One day, about a month after surgery, Dave said, "How was your day?" I said, "My day was frustrating. I have to keep reminding myself that I'm not permanently broken, but I'm not mended yet."
Not broken, but not mended yet. There is much in the world today, in each of our lives, that lands squarely in those uncomfortable place in-between. Not permanently broken, but not mended yet. To our modern ears, this mini apocalypse of a Gospel we hear today can seem like a harsh comfort for this in-between time, a time when we tire of darkness and yearn so much towards joy and light.
After the year we’ve all had, it’s easy to see how much in our world seems irreparably broken. A divisive election, destructive storms, earthquakes, war. It's not hard for us to find the evidence of disaster and darkness. And it's understandable that we would look at them and despair. After all, how is it possible for us alone to remedy what seems so irreparably broken?
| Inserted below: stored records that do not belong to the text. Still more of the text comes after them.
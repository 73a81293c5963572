extern crate nalgebra as na;

use crate::error::{Result, SolverError};
use crate::fv_core::geometry::Vector;
use crate::physics::{GoverningEquations, Limits};

/// Compressible inviscid flow of a calorically perfect gas.
///
/// Conserved variables: `[rho, rho*u, rho*v, rho*w, rho*E]`.
#[derive(Debug, Clone)]
pub struct EulerEquations {
    pub gamma: f64,
    pub gas_constant: f64,
    limits: [Limits; 5],
}

impl EulerEquations {
    pub fn new(gamma: f64, gas_constant: f64) -> Self {
        EulerEquations {
            gamma,
            gas_constant,
            limits: [
                Limits::NON_NEGATIVE,
                Limits::UNBOUNDED,
                Limits::UNBOUNDED,
                Limits::UNBOUNDED,
                Limits::NON_NEGATIVE,
            ],
        }
    }

    pub fn conservative(&self, rho: f64, velocity: &Vector, pressure: f64) -> [f64; 5] {
        let rho_e = pressure / (self.gamma - 1.0) + 0.5 * rho * velocity.norm_squared();
        [
            rho,
            rho * velocity.x,
            rho * velocity.y,
            rho * velocity.z,
            rho_e,
        ]
    }

    pub fn velocity(&self, u: &[f64]) -> Vector {
        Vector::new(u[1], u[2], u[3]) / u[0]
    }

    pub fn pressure(&self, u: &[f64]) -> f64 {
        let m2 = u[1] * u[1] + u[2] * u[2] + u[3] * u[3];
        (self.gamma - 1.0) * (u[4] - 0.5 * m2 / u[0])
    }

    pub fn sound_speed(&self, u: &[f64]) -> f64 {
        (self.gamma * self.pressure(u) / u[0]).sqrt()
    }

    pub fn temperature(&self, u: &[f64]) -> f64 {
        self.pressure(u) / (u[0] * self.gas_constant)
    }
}

impl GoverningEquations for EulerEquations {
    fn description(&self) -> &'static str {
        "Euler equations"
    }

    fn num_vars(&self) -> usize {
        5
    }

    fn var_names(&self) -> Vec<&'static str> {
        vec!["rho", "rho_u", "rho_v", "rho_w", "rho_e"]
    }

    fn physical_limits(&self) -> &[Limits] {
        &self.limits
    }

    fn convective_flux(&self, u: &[f64], n: &Vector) -> na::DVector<f64> {
        let p = self.pressure(u);
        let vn = self.velocity(u).dot(n);
        na::DVector::from_vec(vec![
            u[0] * vn,
            u[1] * vn + p * n.x,
            u[2] * vn + p * n.y,
            u[3] * vn + p * n.z,
            (u[4] + p) * vn,
        ])
    }

    fn sorted_eigenvalues(&self, u: &[f64], n: &Vector) -> Vec<f64> {
        let vn = self.velocity(u).dot(n);
        let a = self.sound_speed(u);
        vec![vn - a, vn, vn, vn, vn + a]
    }

    fn check_physical(&self, u: &[f64]) -> Result<()> {
        if !(u[0] > 0.0) {
            return Err(SolverError::NonPhysicalState {
                what: "density",
                value: u[0],
            });
        }
        let p = self.pressure(u);
        if !(p > 0.0) {
            return Err(SolverError::NonPhysicalState {
                what: "pressure",
                value: p,
            });
        }
        Ok(())
    }
}

#[cfg(test)]
mod tests {
    use super::*;
    use approx::assert_relative_eq;

    #[test]
    fn primitive_round_trip() {
        let eqn = EulerEquations::new(1.4, 287.0);
        let v = Vector::new(700.0, -20.0, 3.0);
        let u = eqn.conservative(1.2, &v, 101325.0);
        assert_relative_eq!(eqn.pressure(&u), 101325.0, max_relative = 1e-12);
        assert_relative_eq!(eqn.velocity(&u), v, max_relative = 1e-12);
        assert_relative_eq!(
            eqn.temperature(&u),
            101325.0 / (1.2 * 287.0),
            max_relative = 1e-12
        );
    }

    #[test]
    fn flux_of_fluid_at_rest_is_pressure_only() {
        let eqn = EulerEquations::new(1.4, 287.0);
        let u = eqn.conservative(1.0, &Vector::zeros(), 2.5);
        let n = Vector::new(0.6, 0.8, 0.0);
        let f = eqn.convective_flux(&u, &n);
        assert_relative_eq!(f[0], 0.0);
        assert_relative_eq!(f[1], 1.5, epsilon = 1e-14);
        assert_relative_eq!(f[2], 2.0, epsilon = 1e-14);
        assert_relative_eq!(f[4], 0.0);
        let ev = eqn.sorted_eigenvalues(&u, &n);
        assert_relative_eq!(ev[4], (1.4f64 * 2.5).sqrt(), epsilon = 1e-14);
        assert_relative_eq!(eqn.max_abs_eigenvalue(&u, &n), ev[4]);
    }

    #[test]
    fn negative_pressure_is_rejected() {
        let eqn = EulerEquations::new(1.4, 287.0);
        let u = [1.0, 10.0, 0.0, 0.0, 1.0];
        assert!(matches!(
            eqn.check_physical(&u),
            Err(SolverError::NonPhysicalState { what: "pressure", .. })
        ));
        assert!(eqn.check_physical(&[-1.0, 0.0, 0.0, 0.0, 1.0]).is_err());
    }
}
It isn't. It isn't possible for us alone to overcome the darkness. But our readings remind us we aren't alone, and we as a people, individually or collectively, are not irreversibly broken. I am not broken, and you are not broken. We and our world are not yet mended. We hope for the One who is to come, who will be the great healer. The One who comes as a child, and the One who has promised to come again, in power and great glory. We are promised that one day, we and all that we know will be mended when we are whole in the kingdom of God. As Martin Luther King, Jr. put it, "Unconditional love will have the last word." So we have a choice - do we believe that someday the broken places will be mended? Do we believe that our wounds will be healed? Do we believe that God will fulfill all of God’s great promises?
I believe that in our own imperfect way, we are here to lift up our desire to do just that. We are here to push back against fear, and to affirm the eternal dawning of our hope in Christ. We are here to affirm the Christ who has been with us, who still dwells among us, who will return to us. Each Sunday, we come together and kneel before the table of God, to affirm that we believe in a God who has promised redemption and hope to the world, not brokenness and destruction.
So - how do we live as if we believe? How do we live today, if we believe that love will overcome all evil tomorrow? If we believe in a God who keeps those promises, that loves us beyond all reason, then that same God calls us to love each other along the way, and asks us to choose hope over fear. Our love for each other can be that taste of God's kingdom even in imperfect and difficult times. We ourselves can be the now in the midst of the not yet. You sent me meals and cards and e-mails and jokes. You prayed for me by name when I could not. You had words when I had none. You were the now in the middle of my messy and frustrating not yet.
The birth of Christ which we await is the in-breaking of the kingdom of God into this hurting world. God at work then, God with us here today, here even now. We are invited to be a part of that work, to lift up hope, to refuse to give in to fear, until Christ returns to fulfill the kingdom of God, in God's own good time. We are invited to be works in progress, in all the mess and the imperfection that implies. We are invited to follow Christ - that implies a life lived in motion. Where we are at this moment is not where we will end up. Not broken, but not yet mended.
This Advent may you walk out of darkness, and walk into the light. “May the Lord make you increase and abound in love for one another and for all.” May you move forward to this new year, and may the inbreaking of God’s hope bring the dawn that ends the night. And may we be bold enough to live lives of Advent hope. Now...and always.